→ **Study material**
━━━━

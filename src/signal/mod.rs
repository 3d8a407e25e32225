// src/signal/mod.rs

//! The single visual signal.
//!
//! - [`arbiter`] decides which matching rule gets to drive the signal, under
//!   priority and per-rule debounce.
//! - [`governor`] watches render timings and advises a normal or reduced frame
//!   cadence, with hysteresis.
//! - [`headless`] is a terminal renderer used by the `logbeacon` binary.
//!
//! Rendering itself is an external concern reached through [`Renderer`].

pub mod arbiter;
pub mod governor;
pub mod headless;

use std::time::{Duration, Instant};

use crate::types::SignalStyle;

pub use arbiter::{ActiveSignal, Decision, SignalArbiter, DEFAULT_DEBOUNCE};
pub use governor::{Cadence, GovernorSettings, PerformanceGovernor};
pub use headless::HeadlessRenderer;

/// What the renderer is currently showing.
#[derive(Debug, Clone, PartialEq, Eq)]
pub enum SignalState {
    Idle,
    Active {
        style: SignalStyle,
        color: String,
        since: Instant,
    },
}

impl SignalState {
    pub fn is_idle(&self) -> bool {
        matches!(self, SignalState::Idle)
    }
}

/// Rendering collaborator.
///
/// All calls arrive from the coordinating context, one at a time.
pub trait Renderer: Send {
    /// Start (or restart) the signal with the given presentation.
    fn start_signal(&mut self, style: SignalStyle, color: &str);

    fn end_signal(&mut self);

    /// True when no signal is showing, including when a signal ran its course
    /// on its own.
    fn is_idle(&self) -> bool;

    /// Draw one frame if a signal is showing and report how long it took.
    /// Renderers that time their own frames can leave this as `None` and feed
    /// durations back through the runtime instead.
    fn render_frame(&mut self) -> Option<Duration> {
        None
    }
}
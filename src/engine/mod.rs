// src/engine/mod.rs

//! Orchestration engine for logbeacon.
//!
//! This module ties together:
//! - reconciliation of the desired rule set against live tail readers
//! - per-line pattern evaluation for each reader's batches
//! - match history, frequency warnings and signal arbitration
//! - the runtime event loop that reacts to:
//!   - matches and watcher failures coming from reader tasks
//!   - frame ticks and render timings
//!   - reload / acknowledge / clear requests and shutdown
//!
//! [`WatcherCoordinator`] owns all state; [`Runtime`] is the async shell that
//! serialises every event onto one coordinating task.

use std::time::Duration;

use crate::errors::WatcherError;
use crate::types::{RuleId, RuleSnapshot};

/// Hard cap on concurrently watched files.
pub const MAX_WATCHER_COUNT: usize = 20;

/// A matched line on its way from a reader task to the coordinating context.
#[derive(Debug, Clone)]
pub struct MatchHit {
    /// Rule snapshot taken when the batch was evaluated.
    pub rule: RuleSnapshot,
    /// Watch entry generation that produced the hit.
    pub generation: u64,
    pub line: String,
    pub line_number: u64,
}

/// Events flowing into the runtime from readers, the renderer, the UI, etc.
#[derive(Debug, Clone)]
pub enum MonitorEvent {
    Matched(MatchHit),
    /// A reader stopped itself after a fatal error.
    WatcherFailed {
        rule_id: RuleId,
        generation: u64,
        error: WatcherError,
    },
    /// A render timing measured outside the runtime's own frame loop.
    FrameRendered { duration: Duration },
    /// Reload rules from the configuration store and reconcile.
    Reload,
    ClearHistory,
    AcknowledgeWarning { rule_id: RuleId },
    /// The user turned a rule off.
    DisableRule { rule_id: RuleId },
    /// Graceful shutdown requested (e.g. Ctrl-C).
    ShutdownRequested,
}

pub mod alerts;
pub mod coordinator;
pub mod reconcile;
pub mod runtime;

pub use alerts::{AlertPresenter, LogAlertPresenter, MissingFileChoice};
pub use coordinator::{
    Collaborators, CoordinatorSettings, CoordinatorStatus, WatchStatus, WatcherCoordinator,
};
pub use reconcile::{plan_reconcile, validate_path, ReconcilePlan};
pub use runtime::Runtime;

━━━━

→ **About this task**
Print exactly, and only, the lines beginning at the top of the listing and ending at the line with "and per-rule debounce.".

→ **Response area**
filename src/signal/mod.rs
repository 3d8a407e25e32225
// src/signal/mod.rs

//! The single visual signal.
//!
//! - [`arbiter`] decides which matching rule gets to drive the signal, under
//!   priority and per-rule debounce.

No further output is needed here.